After all is done, we downgrade the memory tier in November. As you can see, monthly billing shifts over the year, there is a decrease in November. However, in the previous average read latency chart, there is a little increase around November that’s the impact of downgrade memory but we accept that’s the trade-off of cost reduction. We reached a point where we could offer high-performance, low-latency services to our growing business without risking cloud bankruptcy.

MongoDB Atlas monthly billing after 1 year

Future improvement

Index consistency

As creating index in MongoDB(> v4.2), MongoDB background is deprecated, creating index will lock collection. We disabled auto index creation and used rolling index feature to create them. Then We faced an inconsistent index in code and production.

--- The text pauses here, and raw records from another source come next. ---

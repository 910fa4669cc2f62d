//! HTML rendering of a pool run.
//!
//! Findings are the analyzer's own JSON and are embedded verbatim (escaped),
//! never interpreted.

use std::fmt::Write as _;
use std::path::{Path, PathBuf};

use chrono::Utc;
use tracing::info;

use crate::analysis::{AnalysisTask, PoolRun};
use crate::error::{BinmapError, Result};

#[derive(Debug, Clone)]
pub struct ReportRenderer {
    pub title: String,
    /// Prefix stripped from file paths for display.
    pub display_root: Option<PathBuf>,
}

impl Default for ReportRenderer {
    fn default() -> Self {
        Self { title: "Lint report".to_string(), display_root: None }
    }
}

impl ReportRenderer {
    pub fn with_display_root(mut self, root: impl Into<PathBuf>) -> Self {
        self.display_root = Some(root.into());
        self
    }

    pub fn render(&self, run: &PoolRun) -> String {
        let mut html = String::new();
        let _ = writeln!(html, "<!DOCTYPE html>");
        let _ = writeln!(html, "<html><head><meta charset=\"utf-8\">");
        let _ = writeln!(html, "<title>{}</title>", escape(&self.title));
        let _ = writeln!(
            html,
            "<style>table{{border-collapse:collapse}}td,th{{border:1px solid #999;padding:4px;vertical-align:top}}pre{{margin:0;white-space:pre-wrap}}</style>"
        );
        let _ = writeln!(html, "</head><body>");
        let _ = writeln!(html, "<h1>{}</h1>", escape(&self.title));
        let _ = writeln!(html, "<p>Generated {}</p>", Utc::now().to_rfc3339());
        let _ = writeln!(
            html,
            "<p>Dispatched: {} | Completed: {} | Cancelled: {} | Skipped: {}</p>",
            run.dispatched,
            run.completed(),
            run.cancelled(),
            run.skipped.len()
        );

        let _ = writeln!(html, "<table>");
        let _ = writeln!(
            html,
            "<tr><th>#</th><th>File</th><th>State</th><th>Findings</th><th>Started</th><th>Elapsed (ms)</th><th>SHA-256</th><th>Details</th></tr>"
        );
        for (idx, task) in run.tasks.iter().enumerate() {
            self.render_row(&mut html, idx + 1, task);
        }
        let _ = writeln!(html, "</table>");

        if !run.skipped.is_empty() {
            let _ = writeln!(html, "<h2>Not analyzed</h2><ul>");
            for path in &run.skipped {
                let _ = writeln!(html, "<li>{}</li>", escape(&self.display(path)));
            }
            let _ = writeln!(html, "</ul>");
        }
        let _ = writeln!(html, "</body></html>");
        html
    }

    fn render_row(&self, html: &mut String, index: usize, task: &AnalysisTask) {
        let findings = task
            .output
            .as_ref()
            .and_then(|o| o.finding_count())
            .map(|n| n.to_string())
            .unwrap_or_else(|| "-".to_string());
        let details = match (&task.error, &task.output) {
            (Some(err), _) => err.clone(),
            (None, Some(output)) => serde_json::to_string_pretty(&output.findings)
                .unwrap_or_else(|_| output.findings.to_string()),
            (None, None) => String::new(),
        };
        let _ = writeln!(
            html,
            "<tr><td>{}</td><td>{}</td><td>{}</td><td>{}</td><td>{}</td><td>{}</td><td>{}</td><td><pre>{}</pre></td></tr>",
            index,
            escape(&self.display(&task.file_path)),
            task.state.as_str(),
            findings,
            escape(task.started_at.as_deref().unwrap_or("-")),
            task.elapsed.as_millis(),
            escape(task.digest.as_deref().unwrap_or("-")),
            escape(&details)
        );
    }

    fn display(&self, path: &Path) -> String {
        self.display_root
            .as_ref()
            .and_then(|root| path.strip_prefix(root).ok())
            .unwrap_or(path)
            .display()
            .to_string()
    }

    /// Render and write the report to `path`.
    pub fn write(&self, run: &PoolRun, path: &Path) -> Result<()> {
        let html = self.render(run);
        let report_err = |source| BinmapError::Report { path: path.to_path_buf(), source };
        if let Some(parent) = path.parent() {
            std::fs::create_dir_all(parent).map_err(report_err)?;
        }
        std::fs::write(path, html).map_err(report_err)?;
        info!(path = %path.display(), rows = run.tasks.len(), "wrote analysis report");
        Ok(())
    }
}

/// Minimal HTML text escaping.
pub fn escape(text: &str) -> String {
    let mut out = String::with_capacity(text.len());
    for ch in text.chars() {
        match ch {
            '&' => out.push_str("&amp;"),
            '<' => out.push_str("&lt;"),
            '>' => out.push_str("&gt;"),
            '"' => out.push_str("&quot;"),
            '\'' => out.push_str("&#39;"),
            _ => out.push(ch),
        }
    }
    out
}
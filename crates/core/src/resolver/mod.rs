//! Path -> unit classification and unit-key derivation.

use std::path::{Path, PathBuf};

use tracing::{debug, info, warn};

use crate::config::RootConfig;
use crate::model::{ChangeEntry, ResolvedUnit, UnitKeySet};

/// Pure classification of a raw path, before any filesystem lookups.
#[derive(Debug, Clone, PartialEq, Eq)]
pub struct Classification {
    pub root: String,
    pub subfolder: String,
    pub unit_name: String,
    /// Empty for degenerate single-segment paths.
    pub key: String,
    /// Path (relative to the source root) that holds the unit's content.
    pub relative: Option<PathBuf>,
    /// Known to be a single file regardless of what is on disk.
    pub is_file: bool,
}

/// Split a raw path on either separator, ignoring empty and `.` segments.
pub fn split_segments(raw: &str) -> Vec<&str> {
    raw.split(['/', '\\']).map(str::trim).filter(|s| !s.is_empty() && *s != ".").collect()
}

/// True for absolute or drive-prefixed paths and for paths that climb with `..`.
pub fn escapes_root(raw: &str) -> bool {
    let raw = raw.trim();
    let bytes = raw.as_bytes();
    raw.starts_with(['/', '\\'])
        || (bytes.len() >= 2 && bytes[0].is_ascii_alphabetic() && bytes[1] == b':')
        || split_segments(raw).contains(&"..")
}

/// Classify `raw` into root / subfolder / unit and derive its unit key.
///
/// - three or more segments: root, first subfolder, last segment;
/// - two segments: the second segment is both subfolder and unit, except for
///   the configured root-level file, which has an empty subfolder;
/// - anything under the SDK root (or the bare root itself) is keyed by the
///   root name and materialized as a whole;
/// - any other single segment is degenerate, with nothing to materialize
///   and no key;
/// - paths that [`escapes_root`] rejects are classified like an empty path.
pub fn classify(raw: &str, roots: &RootConfig) -> Classification {
    let segments = if escapes_root(raw) { Vec::new() } else { split_segments(raw) };
    match segments.as_slice() {
        [] => Classification {
            root: String::new(),
            subfolder: String::new(),
            unit_name: String::new(),
            key: String::new(),
            relative: None,
            is_file: false,
        },
        [root, rest @ ..] if *root == roots.sdk_root => Classification {
            root: root.to_string(),
            subfolder: String::new(),
            unit_name: rest.last().unwrap_or(root).to_string(),
            key: root.to_string(),
            relative: Some(PathBuf::from(root)),
            is_file: false,
        },
        [only] => Classification {
            root: only.to_string(),
            subfolder: only.to_string(),
            unit_name: only.to_string(),
            key: String::new(),
            relative: None,
            is_file: false,
        },
        [root, name] if *name == roots.root_file => Classification {
            root: root.to_string(),
            subfolder: String::new(),
            unit_name: name.to_string(),
            key: name.to_string(),
            relative: Some(Path::new(root).join(name)),
            is_file: true,
        },
        [root, name] => Classification {
            root: root.to_string(),
            subfolder: name.to_string(),
            unit_name: name.to_string(),
            key: name.to_string(),
            relative: Some(Path::new(root).join(name)),
            is_file: false,
        },
        [root, subfolder, .., last] => Classification {
            root: root.to_string(),
            subfolder: subfolder.to_string(),
            unit_name: last.to_string(),
            key: subfolder.to_string(),
            relative: Some(Path::new(root).join(subfolder)),
            is_file: false,
        },
    }
}

/// Resolves change entries against a source tree and a run output tree.
#[derive(Debug, Clone)]
pub struct PathResolver<'a> {
    pub roots: &'a RootConfig,
    pub source_root: &'a Path,
    pub run_dir: &'a Path,
}

impl<'a> PathResolver<'a> {
    pub fn new(roots: &'a RootConfig, source_root: &'a Path, run_dir: &'a Path) -> Self {
        Self { roots, source_root, run_dir }
    }

    pub fn resolve(&self, entry: &ChangeEntry) -> ResolvedUnit {
        let class = classify(&entry.raw_path, self.roots);

        let (source_path, dest_path, is_file) = match &class.relative {
            None if escapes_root(&entry.raw_path) => {
                warn!(
                    path = %entry.raw_path,
                    "path is absolute or leaves the source root; ignored"
                );
                (None, None, false)
            }
            None => {
                warn!(
                    path = %entry.raw_path,
                    "path has a single segment; nothing meaningful to materialize"
                );
                (None, None, false)
            }
            Some(rel) => {
                let source = self.source_root.join(rel);
                let dest = self.run_dir.join(rel);
                if source.exists() {
                    let is_file = class.is_file || source.is_file();
                    (Some(source), Some(dest), is_file)
                } else {
                    warn!(
                        path = %entry.raw_path,
                        source = %source.display(),
                        "unit source is missing on disk; it will not be materialized"
                    );
                    (None, Some(dest), class.is_file)
                }
            }
        };

        debug!(
            path = %entry.raw_path,
            root = %class.root,
            subfolder = %class.subfolder,
            unit = %class.unit_name,
            key = %class.key,
            "resolved change entry"
        );

        ResolvedUnit {
            raw_path: entry.raw_path.clone(),
            root: class.root,
            subfolder: class.subfolder,
            unit_name: class.unit_name,
            key: class.key,
            source_path,
            dest_path,
            is_file,
        }
    }

    /// Resolve every entry, preserving input order and duplicates.
    pub fn resolve_all(&self, entries: &[ChangeEntry]) -> Vec<ResolvedUnit> {
        let units: Vec<ResolvedUnit> = entries.iter().map(|e| self.resolve(e)).collect();
        info!(entries = entries.len(), "resolved change entries");
        units
    }
}

/// Collect the deduplicated, first-occurrence-ordered unit keys.
pub fn unit_keys(units: &[ResolvedUnit]) -> UnitKeySet {
    units.iter().collect()
}
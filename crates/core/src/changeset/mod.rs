//! Change-manifest loading.
//!
//! Two formats are accepted:
//! - path lists: UTF-8 text, one source-relative path per line;
//! - binary lists: a JSON object with a `WinBinaries` string array, whose
//!   tokens are reverse-mapped to the paths they were built from.

use std::path::Path;

use serde::Deserialize;
use tracing::{debug, info, warn};

use crate::config::{MasterConfig, RootConfig};
use crate::error::{BinmapError, Result};
use crate::mapping::MappingTables;
use crate::model::ChangeEntry;

/// Manifest flavors understood by [`load_change_set`].
#[derive(Debug, Clone, Copy, PartialEq, Eq)]
pub enum ManifestFormat {
    PathList,
    BinaryList,
}

impl ManifestFormat {
    /// `.json` files and bodies starting with `{` are binary lists.
    pub fn detect(path: &Path, body: &str) -> Self {
        if path.extension().and_then(|e| e.to_str()) == Some("json")
            || body.trim_start().starts_with('{')
        {
            ManifestFormat::BinaryList
        } else {
            ManifestFormat::PathList
        }
    }
}

#[derive(Debug, Deserialize)]
struct BinaryListManifest {
    #[serde(rename = "WinBinaries", alias = "windowsBinaries", default)]
    win_binaries: Vec<String>,
}

/// Load a change manifest from disk, auto-detecting its format.
///
/// Input order and duplicates are preserved.
pub fn load_change_set(
    path: &Path,
    tables: &MappingTables,
    roots: &RootConfig,
    master: &MasterConfig,
) -> Result<Vec<ChangeEntry>> {
    if !path.is_file() {
        return Err(BinmapError::config(path, "change manifest does not exist"));
    }
    let body = std::fs::read_to_string(path).map_err(|e| BinmapError::config(path, e))?;
    let entries = match ManifestFormat::detect(path, &body) {
        ManifestFormat::PathList => parse_path_list(&body),
        ManifestFormat::BinaryList => parse_binary_list(&body, tables, roots, master)
            .map_err(|e| match e {
                BinmapError::Config { reason, .. } => BinmapError::config(path, reason),
                other => other,
            })?,
    };
    info!(manifest = %path.display(), entries = entries.len(), "loaded change manifest");
    Ok(entries)
}

/// Parse a path-list manifest; blank and whitespace-only lines are dropped.
pub fn parse_path_list(body: &str) -> Vec<ChangeEntry> {
    body.lines()
        .map(str::trim)
        .filter(|line| !line.is_empty())
        .map(ChangeEntry::file)
        .collect()
}

/// Parse a binary-list manifest and reverse-map its tokens to paths.
///
/// Master placeholders are dropped; tokens with no reverse mapping are
/// logged and skipped.
pub fn parse_binary_list(
    body: &str,
    tables: &MappingTables,
    roots: &RootConfig,
    master: &MasterConfig,
) -> Result<Vec<ChangeEntry>> {
    let manifest: BinaryListManifest = serde_json::from_str(body)
        .map_err(|e| BinmapError::config("<binary list>", format!("invalid binary list: {e}")))?;

    let mut entries = Vec::new();
    for token in manifest.win_binaries {
        if master.is_placeholder(&token) {
            debug!(%token, "skipping master placeholder token");
            continue;
        }
        match tables.reverse_lookup(&token, roots) {
            Ok(path) => {
                debug!(%token, %path, "reverse-mapped binary token");
                entries.push(ChangeEntry::binary_token(path));
            }
            Err(err) => warn!(%token, error = %err, "binary token has no reverse mapping; skipping"),
        }
    }
    Ok(entries)
}
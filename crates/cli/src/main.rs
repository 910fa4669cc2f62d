use std::path::PathBuf;

use anyhow::Result;
use binmap::commands::{prepare, run_command, Mode, RunArgs};
use binmap::{canonicalize_or_current, init_logging, is_official_build};
use clap::Parser;

/// Change-set mapper and bounded lint runner.
///
/// This CLI is a thin wrapper around `binmap-core`. It resolves the paths in a
/// change manifest to deployable units, then either materializes them and
/// writes a binary manifest (`build`) or writes the manifest only
/// (`getBinary`). When a lint change file is given, the listed files are
/// analyzed and summarized in `cvlintoutput.html`.
#[derive(Parser, Debug)]
#[command(
    name = "binmap",
    version,
    about = "Resolve changed paths to deployable units and package them",
    long_about = None
)]
struct Cli {
    /// Flow to run.
    #[arg(value_enum)]
    mode: Mode,

    /// Change manifest: a path list, or a JSON object with `WinBinaries`.
    changefile: PathBuf,

    /// Root of the source tree the changed paths are relative to.
    source_root: String,

    /// Destination root for the run tree, manifest, report, and log.
    destination_root: String,

    /// Optional path list of files to analyze.
    pylint_changefile: Option<PathBuf>,

    /// `true` for official builds, which skip analysis.
    is_official: Option<String>,

    /// Optional YAML/JSON tool config.
    #[arg(long)]
    config: Option<PathBuf>,

    /// Name of the per-run directory under the destination root.
    #[arg(long)]
    run_name: Option<String>,

    /// Extra binary label to merge into the manifest (repeatable).
    #[arg(long = "label")]
    labels: Vec<String>,
}

fn main() -> Result<()> {
    let cli = Cli::parse();

    let args = RunArgs {
        mode: cli.mode,
        changefile: cli.changefile,
        source_root: canonicalize_or_current(&cli.source_root)?,
        destination_root: canonicalize_or_current(&cli.destination_root)?,
        lint_changefile: cli.pylint_changefile,
        official: is_official_build(cli.is_official.as_deref()),
        config: cli.config,
        run_name: cli.run_name,
        labels: cli.labels,
    };

    let (config, layout) = prepare(&args)?;
    init_logging(&layout.log_path)?;
    run_command(&args, &config, &layout)
}
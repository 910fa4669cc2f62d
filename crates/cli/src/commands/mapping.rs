use std::path::Path;

use anyhow::{Context, Result};
use binmap_core::changeset::load_change_set;
use binmap_core::config::ToolConfig;
use binmap_core::layout::OutputLayout;
use binmap_core::manifest::BinaryManifest;
use binmap_core::mapping::MappingTables;
use binmap_core::materialize::{
    DependencyFetcher, MaterializeSummary, Materializer, VcsClient,
};
use binmap_core::model::{ResolvedUnit, UnitKeySet};
use binmap_core::resolver::{unit_keys, PathResolver};

/// Everything the mapping path produced in one run.
#[derive(Debug)]
pub struct MappingOutcome {
    pub units: Vec<ResolvedUnit>,
    pub keys: UnitKeySet,
    pub manifest: BinaryManifest,
    pub materialized: Option<MaterializeSummary>,
}

/// Load a change manifest and resolve it against `source_root`.
pub fn resolve_change_set(
    changefile: &Path,
    source_root: &Path,
    config: &ToolConfig,
    layout: &OutputLayout,
) -> Result<(Vec<ResolvedUnit>, UnitKeySet)> {
    let tables = MappingTables::default();
    let entries = load_change_set(changefile, &tables, &config.roots, &config.master)
        .context("Failed to load change manifest")?;
    let resolver = PathResolver::new(&config.roots, source_root, &layout.run_dir);
    let units = resolver.resolve_all(&entries);
    let keys = unit_keys(&units);
    Ok((units, keys))
}

fn write_manifest(
    keys: &UnitKeySet,
    labels: &[String],
    config: &ToolConfig,
    layout: &OutputLayout,
) -> Result<BinaryManifest> {
    let mut manifest = BinaryManifest::from_keys(keys, &MappingTables::default(), &config.master);
    manifest.add_labels(labels, &config.master);
    manifest.write(&layout.manifest_path).context("Failed to write binary manifest")?;
    Ok(manifest)
}

/// `getBinary` mode: resolve and emit the binary manifest only.
pub fn get_binary_command(
    changefile: &Path,
    source_root: &Path,
    config: &ToolConfig,
    layout: &OutputLayout,
    labels: &[String],
) -> Result<MappingOutcome> {
    let (units, keys) = resolve_change_set(changefile, source_root, config, layout)?;
    let manifest = write_manifest(&keys, labels, config, layout)?;

    println!("Binary manifest: {}", layout.manifest_path.display());
    println!("  Windows binaries: {}", manifest.win_binaries.join(", "));
    println!("  Unix binaries: {}", manifest.unix_binaries.join(", "));

    Ok(MappingOutcome { units, keys, manifest, materialized: None })
}

/// `build` mode: resolve, materialize into the run tree, and emit the manifest.
pub fn build_command(
    changefile: &Path,
    source_root: &Path,
    config: &ToolConfig,
    layout: &OutputLayout,
    labels: &[String],
    vcs: &dyn VcsClient,
    fetcher: &dyn DependencyFetcher,
) -> Result<MappingOutcome> {
    let (units, keys) = resolve_change_set(changefile, source_root, config, layout)?;

    let materializer = Materializer { config, layout, vcs, fetcher };
    let summary = materializer
        .materialize_all(&units)
        .with_context(|| format!("Failed to materialize units into {}", layout.run_dir.display()))?;

    let manifest = write_manifest(&keys, labels, config, layout)?;

    println!("Build output: {}", layout.run_dir.display());
    println!("  Units materialized: {}", summary.materialized.len());
    println!("  Files copied: {}", summary.files_copied);
    println!("  Skipped (no source): {}", summary.skipped.len());
    if !summary.checkout_failures.is_empty() {
        println!("  Checkout failures: {}", summary.checkout_failures.join(", "));
    }
    println!("Binary manifest: {}", layout.manifest_path.display());

    Ok(MappingOutcome { units, keys, manifest, materialized: Some(summary) })
}
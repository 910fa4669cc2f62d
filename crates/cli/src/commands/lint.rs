use std::fs;
use std::path::Path;

use anyhow::{anyhow, Context, Result};
use binmap_core::analysis::{select_inputs, Analyzer, AnalysisWorkerPool, PoolRun};
use binmap_core::changeset::parse_path_list;
use binmap_core::config::ToolConfig;
use binmap_core::layout::OutputLayout;
use binmap_core::report::ReportRenderer;

/// Run the bounded analysis pool over a path-list manifest and write the HTML report.
///
/// Errors here never undo the mapping path's output.
pub fn lint_command(
    lint_changefile: &Path,
    source_root: &Path,
    config: &ToolConfig,
    layout: &OutputLayout,
    analyzer: &dyn Analyzer,
) -> Result<PoolRun> {
    if !lint_changefile.is_file() {
        return Err(anyhow!("Lint change file does not exist: {}", lint_changefile.display()));
    }
    let body = fs::read_to_string(lint_changefile).with_context(|| {
        format!("Failed to read lint change file {}", lint_changefile.display())
    })?;
    let paths: Vec<String> = parse_path_list(&body).into_iter().map(|e| e.raw_path).collect();
    let inputs = select_inputs(&paths, source_root, &config.analyzer);

    let pool = AnalysisWorkerPool::new(analyzer, &config.pool);
    let run = pool.run(&inputs);

    ReportRenderer::default()
        .with_display_root(source_root)
        .write(&run, &layout.report_path)
        .context("Failed to render analysis report")?;

    println!("Analysis report: {}", layout.report_path.display());
    println!("  Dispatched: {}", run.dispatched);
    println!("  Completed: {}", run.completed());
    println!("  Cancelled: {}", run.cancelled());
    println!("  Not analyzed (limit): {}", run.skipped.len());

    Ok(run)
}
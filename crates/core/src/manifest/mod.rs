//! Binary manifest emission.

use std::path::Path;

use serde::{Deserialize, Serialize};
use tracing::{info, warn};

use crate::config::MasterConfig;
use crate::error::{BinmapError, Result};
use crate::mapping::MappingTables;
use crate::model::UnitKeySet;

/// Affected logical units, split by target OS.
///
/// `win_binaries[0]` is always the master token.
#[derive(Debug, Clone, PartialEq, Eq, Serialize, Deserialize)]
pub struct BinaryManifest {
    #[serde(rename = "WinBinaries")]
    pub win_binaries: Vec<String>,
    #[serde(rename = "UnixBinaries")]
    pub unix_binaries: Vec<String>,
}

impl BinaryManifest {
    /// An empty manifest seeded with the master token.
    pub fn seeded(master: &MasterConfig) -> Self {
        Self { win_binaries: vec![master.token.clone()], unix_binaries: Vec::new() }
    }

    /// Build a manifest from deduplicated unit keys.
    ///
    /// Keys absent from both tables are left out with a warning naming the
    /// path that produced them.
    pub fn from_keys(keys: &UnitKeySet, tables: &MappingTables, master: &MasterConfig) -> Self {
        let mut manifest = Self::seeded(master);
        for unit in keys.iter() {
            let win = tables.win_binary(&unit.key);
            let unix = tables.unix_binary(&unit.key);
            if win.is_none() && unix.is_none() {
                warn!(
                    key = %unit.key,
                    path = %unit.origin,
                    "unit has no binary mapping; omitted from manifest"
                );
                continue;
            }
            if let Some(bin) = win {
                push_unique(&mut manifest.win_binaries, bin);
            }
            if let Some(bin) = unix {
                push_unique(&mut manifest.unix_binaries, bin);
            }
        }
        manifest
    }

    /// Merge extra binary labels, routed by suffix.
    ///
    /// `.tar`/`.sh` are Unix-only, `.see`/`.cmd` Windows-only, anything else
    /// goes to both lists. Master placeholders never enter the Unix list.
    pub fn add_labels<S: AsRef<str>>(&mut self, labels: &[S], master: &MasterConfig) {
        for label in labels {
            let label = label.as_ref().trim();
            if label.is_empty() {
                continue;
            }
            if label.ends_with(".tar") || label.ends_with(".sh") {
                push_unique(&mut self.unix_binaries, label);
            } else if label.ends_with(".see") || label.ends_with(".cmd") {
                push_unique(&mut self.win_binaries, label);
            } else {
                push_unique(&mut self.win_binaries, label);
                if !master.is_placeholder(label) {
                    push_unique(&mut self.unix_binaries, label);
                }
            }
        }
    }

    pub fn to_json(&self) -> Result<String> {
        serde_json::to_string_pretty(self)
            .map_err(|e| BinmapError::config("<binary manifest>", e))
    }

    /// Serialize to `path`, creating parent directories as needed.
    pub fn write(&self, path: &Path) -> Result<()> {
        let json = self.to_json()?;
        if let Some(parent) = path.parent() {
            std::fs::create_dir_all(parent).map_err(|e| BinmapError::config(parent, e))?;
        }
        std::fs::write(path, json).map_err(|e| BinmapError::config(path, e))?;
        info!(
            path = %path.display(),
            win = self.win_binaries.len(),
            unix = self.unix_binaries.len(),
            "wrote binary manifest"
        );
        Ok(())
    }
}

fn push_unique(list: &mut Vec<String>, value: &str) {
    if !list.iter().any(|v| v == value) {
        list.push(value.to_string());
    }
}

We need to develop a method to keep indexes in the code and production database consistent.

Message queue

For some user-facing heavy queries, we plan to push them to a message queue and let consumers handle it asynchronously to make the original request fast.

Improve schema

Redesign schema is the most valuable but engineer resource expensive solution. For slow queries(~2s) in the previous section, we would need to improve the schema to make them faster.

For example, one of the lowest endpoints is to show Gmail client-like UI for pros to indicate inbox message count, etc. We have many complicated queries to get these numbers. If we have these numbers stored and computed in the background not synchronously computed in the runtime, this endpoint would have a huge improvement. Of course, data consistency is a challenge in this case.